Kultur | D. ROBNIK / M. OMASTA | aus FALTER 43/03 vom 22.10.2003

Die US-Army scheut weder Kosten noch Mühen, um "Black Hawk Down" in der Realität von Bagdad nachzustellen, und auch Antoine Fuquas "Tears of the Sun" nimmt sich diesen Kriseninterventionskriegsfilm zum Vorbild. Neben dutzendweise umgenieteten Afrikanern fordert eine aus dem Ruder laufende humanitäre Mission auch wertvolle amerikanische Leben im (fiktiven) nigerianischen Bürgerkrieg. Afrika, von Hollywashington aus gesehen: Das Land könnte so schön sein, wären da nicht der Dauerregen und diese Leute mit ihrem ewigen Völkermord! Pittoresk wie der Titel nimmt das Elend sich aus. Denen, die Geopolitik und Asylgesetze zu unnützen Essern stempeln, wird weder ein Bild eigenständiger Erfahrung noch die Gnade unserer Anteil nehmenden Wahrnehmung zuteil. Stattdessen lassen Soldat Bruce Willis und Ärztin Monica Bellucci Lippen und Gefühle spielen, bis das Wunder geschieht: Der US-Krieger ist wieder wer.
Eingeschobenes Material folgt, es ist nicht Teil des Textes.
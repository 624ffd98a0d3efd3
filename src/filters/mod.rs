//! Conjunctive record filtering shared by the three views.

use std::collections::BTreeSet;

use chrono::NaiveDate;
use serde::{Deserialize, Deserializer, Serialize};

use crate::models::{ActionItem, AgendaItem, Meeting, Status};

pub mod state;

pub use state::FilterState;

/// Shared filter criteria. Empty criteria match everything.
#[derive(Debug, Clone, Default, PartialEq, Eq, Serialize, Deserialize)]
pub struct FilterSpec {
    #[serde(default)]
    pub territories: BTreeSet<String>,
    #[serde(default)]
    pub statuses: BTreeSet<Status>,
    #[serde(default, deserialize_with = "optional_date")]
    pub date_from: Option<NaiveDate>,
    #[serde(default, deserialize_with = "optional_date")]
    pub date_to: Option<NaiveDate>,
    #[serde(default)]
    pub search: String,
}

impl FilterSpec {
    pub fn is_empty(&self) -> bool {
        !self.has_active_filters()
    }

    pub fn has_active_filters(&self) -> bool {
        !self.territories.is_empty()
            || !self.statuses.is_empty()
            || self.date_from.is_some()
            || self.date_to.is_some()
            || !self.search.is_empty()
    }

    /// Number of active filter kinds; the date range counts once.
    pub fn active_filters_count(&self) -> usize {
        [
            !self.territories.is_empty(),
            !self.statuses.is_empty(),
            self.date_from.is_some() || self.date_to.is_some(),
            !self.search.is_empty(),
        ]
        .into_iter()
        .filter(|active| *active)
        .count()
    }
}

/// Accepts `null`, a missing field or `""` as "no date".
pub(crate) fn optional_date<'de, D>(deserializer: D) -> Result<Option<NaiveDate>, D::Error>
where
    D: Deserializer<'de>,
{
    let raw: Option<String> = Option::deserialize(deserializer)?;
    match raw.as_deref().map(str::trim) {
        None | Some("") => Ok(None),
        Some(s) => NaiveDate::parse_from_str(s, "%Y-%m-%d")
            .map(Some)
            .map_err(serde::de::Error::custom),
    }
}

/// What the filter engine needs to know about a record.
pub trait Filterable {
    /// True when any territory the record belongs to is in `territories`.
    fn in_territories(&self, territories: &BTreeSet<String>) -> bool;

    /// `None` when the record type carries no status at all.
    fn has_status(&self, status: Status) -> Option<bool>;

    /// Date compared against the filter's date range.
    fn relevant_date(&self) -> NaiveDate;

    /// Text fields matched by the free-text search.
    fn search_fields(&self) -> Vec<&str>;
}

impl Filterable for ActionItem {
    fn in_territories(&self, territories: &BTreeSet<String>) -> bool {
        territories.contains(&self.territory)
    }

    fn has_status(&self, status: Status) -> Option<bool> {
        Some(self.status == status)
    }

    fn relevant_date(&self) -> NaiveDate {
        self.meeting_date
    }

    fn search_fields(&self) -> Vec<&str> {
        vec![
            self.agenda_item_description.as_str(),
            self.problem.as_str(),
            self.responsible_parties.as_str(),
        ]
    }
}

/// An agenda item "has" a status when at least one of its actions has it.
impl Filterable for AgendaItem {
    fn in_territories(&self, territories: &BTreeSet<String>) -> bool {
        self.territories.iter().any(|t| territories.contains(t))
    }

    fn has_status(&self, status: Status) -> Option<bool> {
        Some(self.count_for(status) > 0)
    }

    fn relevant_date(&self) -> NaiveDate {
        self.meeting_date
    }

    fn search_fields(&self) -> Vec<&str> {
        vec![self.description.as_str()]
    }
}

impl Filterable for Meeting {
    fn in_territories(&self, territories: &BTreeSet<String>) -> bool {
        territories.contains(&self.territory)
    }

    fn has_status(&self, _status: Status) -> Option<bool> {
        None
    }

    fn relevant_date(&self) -> NaiveDate {
        self.date
    }

    fn search_fields(&self) -> Vec<&str> {
        vec![self.facilitator.as_str(), self.territory.as_str()]
    }
}

/// True iff `record` satisfies every non-empty criterion of `spec`.
pub fn matches<T: Filterable>(record: &T, spec: &FilterSpec) -> bool {
    if !spec.territories.is_empty() && !record.in_territories(&spec.territories) {
        return false;
    }
    if !spec.statuses.is_empty()
        && !spec.statuses.iter().any(|s| record.has_status(*s) == Some(true))
    {
        return false;
    }
    let date = record.relevant_date();
    if spec.date_from.is_some_and(|from| date < from) {
        return false;
    }
    if spec.date_to.is_some_and(|to| date > to) {
        return false;
    }
    if !spec.search.is_empty() {
        let needle = spec.search.to_lowercase();
        if !record
            .search_fields()
            .iter()
            .any(|field| field.to_lowercase().contains(&needle))
        {
            return false;
        }
    }
    true
}

pub fn filter<T: Filterable + Clone>(records: &[T], spec: &FilterSpec) -> Vec<T> {
    records.iter().filter(|r| matches(*r, spec)).cloned().collect()
}

/// Single-valued KPI drill-down layered on top of the shared spec.
#[derive(Debug, Clone, Copy, Default, PartialEq, Eq, Serialize)]
pub struct ActiveMetric(Option<Status>);

impl ActiveMetric {
    pub fn get(&self) -> Option<Status> {
        self.0
    }

    /// Select `status`, or clear it when it is already selected.
    pub fn toggle(&mut self, status: Status) {
        self.0 = if self.0 == Some(status) { None } else { Some(status) };
    }

    pub fn clear(&mut self) {
        self.0 = None;
    }
}

/// Shared spec AND the active metric, for action items.
pub fn filter_actions(items: &[ActionItem], spec: &FilterSpec, metric: ActiveMetric) -> Vec<ActionItem> {
    items
        .iter()
        .filter(|a| matches(*a, spec))
        .filter(|a| metric.get().is_none_or(|s| a.status == s))
        .cloned()
        .collect()
}

/// Partial update of a `FilterSpec`. Absent fields are left untouched;
/// an empty date string clears the bound.
#[derive(Debug, Clone, Default, Deserialize)]
pub struct FilterPatch {
    pub territories: Option<BTreeSet<String>>,
    pub statuses: Option<BTreeSet<Status>>,
    pub date_from: Option<String>,
    pub date_to: Option<String>,
    pub search: Option<String>,
}

impl FilterPatch {
    pub fn apply(self, spec: &mut FilterSpec) -> Result<(), String> {
        if let Some(t) = self.territories {
            spec.territories = t;
        }
        if let Some(s) = self.statuses {
            spec.statuses = s;
        }
        if let Some(from) = self.date_from {
            spec.date_from = parse_bound(&from)?;
        }
        if let Some(to) = self.date_to {
            spec.date_to = parse_bound(&to)?;
        }
        if let Some(search) = self.search {
            spec.search = search;
        }
        Ok(())
    }
}

fn parse_bound(s: &str) -> Result<Option<NaiveDate>, String> {
    let s = s.trim();
    if s.is_empty() {
        return Ok(None);
    }
    NaiveDate::parse_from_str(s, "%Y-%m-%d")
        .map(Some)
        .map_err(|e| format!("invalid date '{s}': {e}"))
}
Seine souveräne Macht über Leben und Tod, die der Film als Ethik des Rettens heroisieren will, ist bloß die Metaphysik uneingeschränkter Lufthoheit.

  Hilde, Philip und Karl, die Protagonisten von "Verrückt nach Paris" (Buch und Regie: Elke Besuden und Pago Balke), haben Rettung nicht nötig: Sie hauen einfach ab aus ihrem Behindertenheim, fahren mit dem Zug nach Köln und schließlich nach Paris. Paula Kleine, Wolfgang Göttsch und Frank Grabski heißen die Darsteller, allesamt Mitglieder eines Atelierprojekts in Bremen, lediglich die Nebenrollen wurden mit Profis besetzt (Dominique Horwitz, Corinna Harfouch). Das hat Witz und Charme - und von beidem mehr, als man erwartet hätte: der seltene Fall eines "Problemfilms", der nicht nur gut gemeint ist, sondern auch nicht mal schlecht gemacht.